From accumulation to distribution
Your entire financial life has been about accumulating assets. Now the calculus changes: make those assets last 25–30+ years, minimize taxes on withdrawals, and don't run out before you run out of life.
The biggest mistake in your 60s is treating retirement planning like you're still accumulating. The decisions are fundamentally different — and the stakes of getting them wrong are too.
Social Security: the most important timing call
Claim as early as 62 or as late as 70. Each year of delay increases your benefit: ~6.67% per year from 62 to FRA (67 for most), then 8%/yr from 67 to 70.
Break-even math: claiming at 70 vs. 62 requires you to live past about 80 to come out ahead on total lifetime benefits. If you're healthy and have other income to bridge the gap, delaying to 70 is often right — especially for the higher-earning spouse.
- • Claim at 62: ~$1,400/mo (30% reduction, permanent)
- • Claim at 67: $2,000/mo
- • Claim at 70: ~$2,480/mo (24% bonus, permanent)
Spousal and survivor benefits add complexity — a married couple has multiple claiming combos to optimize.
Medicare: don't miss your window
Medicare enrollment starts 3 months before your 65th birthday. Miss this window and face permanent penalties: 10% more per year late for Part B, 1% per month late for Part D.
The Medicare maze: Part A (hospital, usually free), Part B (medical, ~$185/mo for most), Part D (prescriptions), and either Medigap or Medicare Advantage.

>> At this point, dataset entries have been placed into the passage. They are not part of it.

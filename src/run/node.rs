// src/run/node.rs

use std::collections::HashMap;
use std::path::Path;
use std::str::FromStr;
use std::sync::{Arc, Mutex};

use anyhow::Context;
use tokio::sync::{mpsc, Semaphore};
use tokio_util::sync::CancellationToken;
use tracing::{debug, error, warn};

use crate::errors::RunError;
use crate::exec::writer::{MemoryWriter, SharedWriter, UnitWriter};
use crate::report::{EndOptions, Report, ReportError, Run, RunReason, RunResult};
use crate::stack::{RunnerOptions, Unit, UnitOptions};

/// Lifecycle states of a unit during a run.
#[derive(Debug, Clone, Copy, PartialEq, Eq)]
pub enum UnitStatus {
    /// Not all dependencies have finished yet.
    Waiting,
    /// The unit's command is being executed.
    Running,
    /// Terminal. The unit ran, was skipped, or was abandoned.
    Finished,
}

/// Direction in which dependency edges are enforced between units.
#[derive(Debug, Clone, Copy, Default, PartialEq, Eq)]
pub enum DependencyOrder {
    /// Dependencies run before their dependents (apply-like commands).
    #[default]
    Normal,
    /// Dependents run before their dependencies (destroy-like commands).
    Reverse,
    /// Dependencies are not enforced at all.
    Ignore,
}

impl FromStr for DependencyOrder {
    type Err = String;

    fn from_str(s: &str) -> Result<Self, Self::Err> {
        match s.trim().to_lowercase().as_str() {
            "normal" => Ok(DependencyOrder::Normal),
            "reverse" => Ok(DependencyOrder::Reverse),
            "ignore" => Ok(DependencyOrder::Ignore),
            other => Err(format!(
                "invalid dependency order: {other} (expected \"normal\", \"reverse\" or \"ignore\")"
            )),
        }
    }
}

/// Buffer size for completion channels. Large enough that notifying a
/// dependent can never block, regardless of fan-in.
const COMPLETION_CHANNEL_SIZE: usize = 1000;

/// Runtime record for one unit in the queue.
///
/// Holds the unit's status and terminal error, the set of dependencies it
/// is still waiting on, the dependents to notify when it finishes, and a
/// private completion channel its dependencies post themselves onto as each
/// of them finishes.
#[derive(Debug)]
pub struct RunningUnit {
    unit: Arc<Unit>,
    excluded: bool,
    status: Mutex<UnitStatus>,
    err: Mutex<Option<RunError>>,
    pub(crate) dependencies: Mutex<HashMap<String, Arc<RunningUnit>>>,
    pub(crate) notify_when_done: Mutex<Vec<Arc<RunningUnit>>>,
    done_tx: mpsc::Sender<Arc<RunningUnit>>,
    done_rx: Mutex<Option<mpsc::Receiver<Arc<RunningUnit>>>>,
}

Total cost depends heavily on health needs and location.
High earners pay IRMAA surcharges. At $106–$133k single or $212–$266k married, Part B jumps from $185 to $259/month. Plan income carefully in the years before Medicare to avoid triggering higher brackets.
Required Minimum Distributions (RMDs)
Traditional IRA and 401(k) have RMDs starting at 73 (SECURE Act 2.0). IRS forces you to withdraw a % of the balance each year — and pay ordinary income tax.

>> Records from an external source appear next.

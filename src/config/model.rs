// src/config/model.rs

use std::collections::BTreeMap;
use std::path::PathBuf;

use serde::Deserialize;

/// Top-level stack definition as read from a TOML file.
///
/// ```toml
/// [config]
/// parallelism = 4
/// order = "normal"
///
/// [default]
/// program = "terraform"
///
/// [unit.vpc]
/// path = "network/vpc"
///
/// [unit.app]
/// after = ["vpc"]
/// ```
///
/// All sections are optional and have reasonable defaults.
#[derive(Debug, Clone, Deserialize)]
pub struct StackFile {
    /// Run-control settings from `[config]`.
    #[serde(default)]
    pub config: ConfigSection,

    /// Defaults applied to units that do not override them, from
    /// `[default]`.
    #[serde(default)]
    pub default: DefaultSection,

    /// All units from `[unit.<name>]`, keyed by unit name.
    #[serde(default)]
    pub unit: BTreeMap<String, UnitConfig>,
}

impl StackFile {
    /// Resolve a unit name to its effective path (the configured `path`,
    /// or the name itself when no path is set).
    pub fn unit_path(&self, name: &str) -> String {
        self.unit
            .get(name)
            .and_then(|unit| unit.path.clone())
            .unwrap_or_else(|| name.to_string())
    }
}

/// `[config]` section.
#[derive(Debug, Clone, Deserialize)]
pub struct ConfigSection {
    /// Maximum number of units running concurrently.
    #[serde(default = "default_parallelism")]
    pub parallelism: usize,

    /// Dependency direction: `"normal"`, `"reverse"`, or `"ignore"`.
    #[serde(default = "default_order")]
    pub order: String,

    /// Keep running units whose dependencies failed.
    #[serde(default)]
    pub ignore_dependency_errors: bool,

    /// Record per-unit outcomes and print a summary after the run.
    #[serde(default)]
    pub report: bool,

    /// Copy unit stdout to the terminal verbatim instead of echoing it
    /// through the debug log.
    #[serde(default)]
    pub forward_stdout: bool,

    /// Directory plan files are saved under, one subdirectory per unit.
    #[serde(default)]
    pub out_dir: Option<PathBuf>,

    /// Directory JSON-rendered plans are written under. Setting this
    /// enables the JSON capture step after each successful run.
    #[serde(default)]
    pub json_out_dir: Option<PathBuf>,
}

fn default_parallelism() -> usize {
    4
}

fn default_order() -> String {
    "normal".to_string()
}

impl Default for ConfigSection {
    fn default() -> Self {
        Self {
            parallelism: default_parallelism(),
            order: default_order(),
            ignore_dependency_errors: false,
            report: false,
            forward_stdout: false,
            out_dir: None,
            json_out_dir: None,
        }
    }
}

/// `[default]` section.
#[derive(Debug, Clone, Deserialize, Default)]
pub struct DefaultSection {
    /// Program invoked for units that do not set their own.
    #[serde(default)]
    pub program: Option<String>,
}

/// `[unit.<name>]` section.
#[derive(Debug, Clone, Deserialize, Default)]
pub struct UnitConfig {
    /// Directory of the unit, relative to the stack file. Defaults to the
    /// unit's name.
    #[serde(default)]
    pub path: Option<String>,

    /// Names of the units this unit depends on.
    #[serde(default)]
    pub after: Vec<String>,

    /// Program override for this unit.
    #[serde(default)]
    pub program: Option<String>,

    /// Treat this unit as already applied: skip its command but satisfy
    /// its dependents.
    #[serde(default)]
    pub assume_applied: bool,

    /// Exclude this unit (and edges to it) from the run.
    #[serde(default)]
    pub exclude: bool,
}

RMDs can push you into higher brackets, increase Medicare premiums (IRMAA), and make more Social Security taxable. The fix: Roth conversions in your early 60s before RMDs start, reducing tax-deferred balances while in a relatively low bracket.
Roth IRAs have no RMDs. Significant traditional IRA balances? Converting strategically over several years in your 60s can substantially reduce lifetime taxes.
Withdrawal order: sequence matters
Conventional wisdom: (1) taxable, (2) tax-deferred, (3) tax-free. Not always optimal.
For most retirees, a mixed withdrawal strategy that keeps income in lower brackets throughout retirement beats a rigid sequence. Often means drawing down traditional accounts before RMDs force large distributions, while letting Roth grow tax-free as long as possible.
Estate planning: non-negotiable
No estate plan in your 60s = burden for your family. Minimum: will, durable POA, healthcare proxy, and beneficiary designations on all accounts.
Note: assets with named beneficiaries (retirement accounts, life insurance, joint accounts) pass outside probate. Your will doesn't control them. Update beneficiaries separately after every major life event — divorce, death, birth of grandchildren.